*YOUR ASSIGNMENT*. From the material below, copy out each line with the word "torque" in it.
▶
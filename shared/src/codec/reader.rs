//! Definition body reader
//!
//! Reads bodies produced by [`BodyWriter`](super::BodyWriter) and by older or
//! newer encoders of the same format.

use std::io::{self, Cursor, Read};

use byteorder::{LittleEndian, ReadBytesExt};

use super::{DecodeError, MAX_WIRE_COLORS, MAX_WIRE_LAYERS, MAX_WIRE_STRING_LEN};
use crate::ids::EffectId;
use crate::model::{
    BehaviorLayer, BehaviorParams, DefinitionMetadata, EffectDefinition, MotionCurve,
    MovementKind, PlacementLayer, PlacementParams, RotationMode,
};

/// Reader for the definition body format
pub struct BodyReader<'a> {
    cursor: Cursor<&'a [u8]>,
}

impl<'a> BodyReader<'a> {
    /// Create a new body reader
    pub fn new(bytes: &'a [u8]) -> Self {
        Self {
            cursor: Cursor::new(bytes),
        }
    }

    /// Bytes not yet consumed
    pub fn remaining(&self) -> usize {
        let len = self.cursor.get_ref().len() as u64;
        len.saturating_sub(self.cursor.position()) as usize
    }

    /// Read a complete definition body, assigning it `id`
    pub fn read_definition(&mut self, id: EffectId) -> Result<EffectDefinition, DecodeError> {
        let behavior_count = self.read_count("behavior layers", MAX_WIRE_LAYERS)?;
        let mut behavior_layers = Vec::with_capacity(behavior_count);
        for _ in 0..behavior_count {
            behavior_layers.push(self.read_behavior()?);
        }

        let placement_count = self.read_count("placement layers", MAX_WIRE_LAYERS)?;
        let mut placement_layers = Vec::with_capacity(placement_count);
        for index in 0..placement_count {
            match self.read_placement()? {
                Ok(layer) => placement_layers.push(layer),
                Err(raw_ref) => {
                    tracing::warn!(
                        id = %id,
                        layer = index,
                        effect_ref = %raw_ref,
                        "Dropping placement layer with unresolvable effect reference"
                    );
                }
            }
        }

        let metadata = self.read_metadata()?;

        if self.remaining() > 0 {
            tracing::trace!(
                id = %id,
                bytes = self.remaining(),
                "Ignoring trailing fields from a newer encoder"
            );
        }

        Ok(EffectDefinition::from_parts(
            id,
            behavior_layers,
            placement_layers,
            metadata,
        ))
    }

    fn read_behavior(&mut self) -> Result<BehaviorLayer, DecodeError> {
        let movement = self
            .read_enum_name("movement kind")?
            .and_then(|name| MovementKind::from_name(&name))
            .unwrap_or_default();

        let color_count = self.read_count("colors", MAX_WIRE_COLORS)?;
        let mut colors = Vec::with_capacity(color_count);
        for _ in 0..color_count {
            colors.push(self.read_u32("color")?);
        }

        Ok(BehaviorLayer::new(BehaviorParams {
            movement,
            colors,
            lifespan_seconds: self.read_f32("lifespan")?,
            spawn_interval_seconds: self.read_f32("spawn interval")?,
            size: self.read_f32("size")?,
            speed: self.read_f32("speed")?,
            weight: self.read_f32("weight")?,
            preview_scale: self.read_f32("preview scale")?,
        }))
    }

    /// Read one placement layer.
    ///
    /// The inner `Err` carries the raw effect reference when it does not
    /// parse; the layer's bytes are still fully consumed.
    fn read_placement(&mut self) -> Result<Result<PlacementLayer, String>, DecodeError> {
        let raw_ref = self.read_str("effect reference")?;
        let style_key = self.read_str("style key")?;
        let radius = self.read_f32("radius")?;
        let base_height = self.read_f32("base height")?;
        let height_stretch = self.read_f32("height stretch")?;
        let offset = [
            self.read_f32("offset x")?,
            self.read_f32("offset y")?,
            self.read_f32("offset z")?,
        ];
        let spread_start_degrees = self.read_f32("spread start")?;
        let spread_end_degrees = self.read_f32("spread end")?;
        let tilt_degrees = self.read_f32("tilt")?;
        let rotation_mode = self
            .read_enum_name("rotation mode")?
            .and_then(|name| RotationMode::from_name(&name))
            .unwrap_or_default();
        let motion_curve = self
            .read_enum_name("motion curve")?
            .and_then(|name| MotionCurve::from_name(&name))
            .unwrap_or_default();
        let jitter = self.read_f32("jitter")?;
        let drift = self.read_f32("drift")?;
        let torque = self.read_f32("torque")?;
        let spawn_delay_variance = self.read_f32("spawn delay variance")?;
        let count = self.read_varint("count")?;
        let speed_multiplier = self.read_f32("speed multiplier")?;

        let Ok(effect_ref) = EffectId::parse(&raw_ref) else {
            return Ok(Err(raw_ref));
        };

        Ok(Ok(PlacementLayer::new(PlacementParams {
            effect_ref,
            style_key,
            radius,
            base_height,
            height_stretch,
            offset,
            spread_start_degrees,
            spread_end_degrees,
            tilt_degrees,
            rotation_mode,
            motion_curve,
            jitter,
            drift,
            torque,
            spawn_delay_variance,
            count,
            speed_multiplier,
        })))
    }

    /// Read the optional trailing fields.
    ///
    /// Running out of bytes at a field boundary ends the record: that field
    /// and every later one is absent.
    fn read_metadata(&mut self) -> Result<DefinitionMetadata, DecodeError> {
        Ok(DefinitionMetadata {
            description: self.read_optional_str("description")?,
            style_hint: self.read_optional_str("style hint")?,
            display_name: self.read_optional_str("display name")?,
            notes: self.read_optional_str("notes")?,
        })
    }

    /// LEB128 unsigned varint, at most five bytes
    pub fn read_varint(&mut self, context: &'static str) -> Result<u32, DecodeError> {
        let mut value: u32 = 0;
        for shift in (0..35).step_by(7) {
            let byte = self.cursor.read_u8().map_err(eof(context))?;
            let bits = (byte & 0x7F) as u32;
            if shift == 28 && bits > 0x0F {
                return Err(DecodeError::VarintOverflow { context });
            }
            value |= bits << shift;
            if byte & 0x80 == 0 {
                return Ok(value);
            }
        }
        Err(DecodeError::VarintOverflow { context })
    }

    fn read_count(&mut self, what: &'static str, max: u32) -> Result<usize, DecodeError> {
        let count = self.read_varint(what)?;
        if count > max {
            return Err(DecodeError::CountTooLarge { what, count, max });
        }
        Ok(count as usize)
    }

    fn read_u32(&mut self, context: &'static str) -> Result<u32, DecodeError> {
        self.cursor.read_u32::<LittleEndian>().map_err(eof(context))
    }

    fn read_f32(&mut self, context: &'static str) -> Result<f32, DecodeError> {
        self.cursor.read_f32::<LittleEndian>().map_err(eof(context))
    }

    fn read_bytes(&mut self, context: &'static str) -> Result<Vec<u8>, DecodeError> {
        let len = self.read_varint(context)?;
        if len > MAX_WIRE_STRING_LEN {
            return Err(DecodeError::StringTooLong {
                context,
                len,
                max: MAX_WIRE_STRING_LEN,
            });
        }
        if len as usize > self.remaining() {
            return Err(DecodeError::UnexpectedEof { context });
        }
        let mut bytes = vec![0u8; len as usize];
        self.cursor.read_exact(&mut bytes).map_err(eof(context))?;
        Ok(bytes)
    }

    fn read_str(&mut self, context: &'static str) -> Result<String, DecodeError> {
        String::from_utf8(self.read_bytes(context)?)
            .map_err(|_| DecodeError::InvalidUtf8 { context })
    }

    /// Enum names that are not UTF-8 come back as `None`, like unknown names.
    fn read_enum_name(&mut self, context: &'static str) -> Result<Option<String>, DecodeError> {
        let bytes = self.read_bytes(context)?;
        match String::from_utf8(bytes) {
            Ok(name) => Ok(Some(name)),
            Err(_) => {
                tracing::debug!(field = context, "Corrupt enum name, using default");
                Ok(None)
            }
        }
    }

    fn read_optional_str(&mut self, context: &'static str) -> Result<Option<String>, DecodeError> {
        if self.remaining() == 0 {
            return Ok(None);
        }
        match self.cursor.read_u8().map_err(eof(context))? {
            0 => Ok(None),
            1 => self.read_str(context).map(Some),
            flag => Err(DecodeError::InvalidPresenceFlag { context, flag }),
        }
    }
}

fn eof(context: &'static str) -> impl FnOnce(io::Error) -> DecodeError {
    move |_| DecodeError::UnexpectedEof { context }
}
◀
*RESULT*.
        let torque = self.read_f32("torque")?;
            torque,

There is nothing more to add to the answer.